─── Provided information ───

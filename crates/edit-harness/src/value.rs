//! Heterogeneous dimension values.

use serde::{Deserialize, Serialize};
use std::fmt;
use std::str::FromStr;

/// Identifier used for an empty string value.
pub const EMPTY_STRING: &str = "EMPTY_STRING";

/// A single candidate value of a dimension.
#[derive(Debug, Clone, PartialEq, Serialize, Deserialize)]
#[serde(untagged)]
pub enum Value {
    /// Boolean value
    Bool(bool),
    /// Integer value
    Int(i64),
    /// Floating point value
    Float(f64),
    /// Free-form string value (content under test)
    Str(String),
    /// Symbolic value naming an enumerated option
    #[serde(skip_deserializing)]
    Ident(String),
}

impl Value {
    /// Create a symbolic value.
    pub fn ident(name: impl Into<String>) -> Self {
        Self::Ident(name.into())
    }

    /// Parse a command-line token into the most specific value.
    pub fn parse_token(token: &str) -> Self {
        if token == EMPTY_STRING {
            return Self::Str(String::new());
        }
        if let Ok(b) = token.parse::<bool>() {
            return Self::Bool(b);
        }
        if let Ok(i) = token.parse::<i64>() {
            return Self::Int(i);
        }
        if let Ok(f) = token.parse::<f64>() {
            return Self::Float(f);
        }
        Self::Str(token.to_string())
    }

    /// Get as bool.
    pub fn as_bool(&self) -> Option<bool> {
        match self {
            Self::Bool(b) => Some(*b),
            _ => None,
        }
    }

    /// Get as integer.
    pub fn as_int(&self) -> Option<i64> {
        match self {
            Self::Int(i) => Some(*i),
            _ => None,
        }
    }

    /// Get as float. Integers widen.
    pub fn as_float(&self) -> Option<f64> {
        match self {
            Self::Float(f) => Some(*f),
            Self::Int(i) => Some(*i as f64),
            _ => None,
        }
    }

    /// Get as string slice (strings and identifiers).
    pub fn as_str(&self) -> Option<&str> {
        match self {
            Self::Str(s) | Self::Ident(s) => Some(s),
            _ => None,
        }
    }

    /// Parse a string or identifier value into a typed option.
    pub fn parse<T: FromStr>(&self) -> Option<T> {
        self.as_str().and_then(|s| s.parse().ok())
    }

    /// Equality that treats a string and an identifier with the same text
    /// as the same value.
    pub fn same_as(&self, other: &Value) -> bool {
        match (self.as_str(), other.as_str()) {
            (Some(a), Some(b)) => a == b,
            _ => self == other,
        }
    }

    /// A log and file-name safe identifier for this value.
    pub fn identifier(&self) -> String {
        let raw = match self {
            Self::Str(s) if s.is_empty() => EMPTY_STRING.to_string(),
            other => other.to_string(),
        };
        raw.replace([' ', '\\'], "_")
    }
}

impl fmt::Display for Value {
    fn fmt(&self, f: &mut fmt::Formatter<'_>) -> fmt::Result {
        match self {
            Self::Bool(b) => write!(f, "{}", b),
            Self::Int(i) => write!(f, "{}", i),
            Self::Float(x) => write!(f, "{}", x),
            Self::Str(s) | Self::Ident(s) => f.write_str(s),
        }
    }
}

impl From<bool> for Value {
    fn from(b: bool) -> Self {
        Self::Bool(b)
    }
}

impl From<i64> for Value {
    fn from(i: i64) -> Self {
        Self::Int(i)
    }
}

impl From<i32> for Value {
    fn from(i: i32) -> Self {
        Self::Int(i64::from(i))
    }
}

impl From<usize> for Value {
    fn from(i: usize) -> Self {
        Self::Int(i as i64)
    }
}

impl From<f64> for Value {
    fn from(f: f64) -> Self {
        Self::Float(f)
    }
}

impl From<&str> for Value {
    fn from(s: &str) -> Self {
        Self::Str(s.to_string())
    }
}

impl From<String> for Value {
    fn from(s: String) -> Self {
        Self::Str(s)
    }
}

───

» **Assignment**
The answer consists of every entry, returned exactly.

» **Result of this task**
filename crates/edit-harness/src/value.rs
//! Heterogeneous dimension values.

use serde::{Deserialize, Serialize};
use std::fmt;
use std::str::FromStr;

/// Identifier used for an empty string value.
pub const EMPTY_STRING: &str = "EMPTY_STRING";

/// A single candidate value of a dimension.
#[derive(Debug, Clone, PartialEq, Serialize, Deserialize)]
#[serde(untagged)]
pub enum Value {
    /// Boolean value
    Bool(bool),
    /// Integer value
    Int(i64),
    /// Floating point value
    Float(f64),
    /// Free-form string value (content under test)
    Str(String),
    /// Symbolic value naming an enumerated option
    #[serde(skip_deserializing)]
    Ident(String),
}

impl Value {
    /// Create a symbolic value.
    pub fn ident(name: impl Into<String>) -> Self {
        Self::Ident(name.into())
    }

    /// Parse a command-line token into the most specific value.
    pub fn parse_token(token: &str) -> Self {
        if token == EMPTY_STRING {
            return Self::Str(String::new());
        }
        if let Ok(b) = token.parse::<bool>() {
            return Self::Bool(b);
        }
        if let Ok(i) = token.parse::<i64>() {
            return Self::Int(i);
        }
        if let Ok(f) = token.parse::<f64>() {
            return Self::Float(f);
        }
        Self::Str(token.to_string())
    }

    /// Get as bool.
    pub fn as_bool(&self) -> Option<bool> {
        match self {
            Self::Bool(b) => Some(*b),
            _ => None,
        }
    }

    /// Get as integer.
    pub fn as_int(&self) -> Option<i64> {
        match self {
            Self::Int(i) => Some(*i),
            _ => None,
        }
    }

    /// Get as float. Integers widen.
    pub fn as_float(&self) -> Option<f64> {
        match self {
            Self::Float(f) => Some(*f),
            Self::Int(i) => Some(*i as f64),
            _ => None,
        }
    }

    /// Get as string slice (strings and identifiers).
    pub fn as_str(&self) -> Option<&str> {
        match self {
            Self::Str(s) | Self::Ident(s) => Some(s),
            _ => None,
        }
    }

    /// Parse a string or identifier value into a typed option.
    pub fn parse<T: FromStr>(&self) -> Option<T> {
        self.as_str().and_then(|s| s.parse().ok())
    }

    /// Equality that treats a string and an identifier with the same text
    /// as the same value.
    pub fn same_as(&self, other: &Value) -> bool {
        match (self.as_str(), other.as_str()) {
            (Some(a), Some(b)) => a == b,
            _ => self == other,
        }
    }

    /// A log and file-name safe identifier for this value.
    pub fn identifier(&self) -> String {
        let raw = match self {
            Self::Str(s) if s.is_empty() => EMPTY_STRING.to_string(),
            other => other.to_string(),
        };
        raw.replace([' ', '\\'], "_")
    }
}

impl fmt::Display for Value {
    fn fmt(&self, f: &mut fmt::Formatter<'_>) -> fmt::Result {
        match self {
            Self::Bool(b) => write!(f, "{}", b),
            Self::Int(i) => write!(f, "{}", i),
            Self::Float(x) => write!(f, "{}", x),
            Self::Str(s) | Self::Ident(s) => f.write_str(s),
        }
    }
}

impl From<bool> for Value {
    fn from(b: bool) -> Self {
        Self::Bool(b)
    }
}

impl From<i64> for Value {
    fn from(i: i64) -> Self {
        Self::Int(i)
    }
}

impl From<i32> for Value {
    fn from(i: i32) -> Self {
        Self::Int(i64::from(i))
    }
}

impl From<usize> for Value {
    fn from(i: usize) -> Self {
        Self::Int(i as i64)
    }
}

impl From<f64> for Value {
    fn from(f: f64) -> Self {
        Self::Float(f)
    }
}

impl From<&str> for Value {
    fn from(s: &str) -> Self {
        Self::Str(s.to_string())
    }
}

impl From<String> for Value {
    fn from(s: String) -> Self {
        Self::Str(s)
    }
}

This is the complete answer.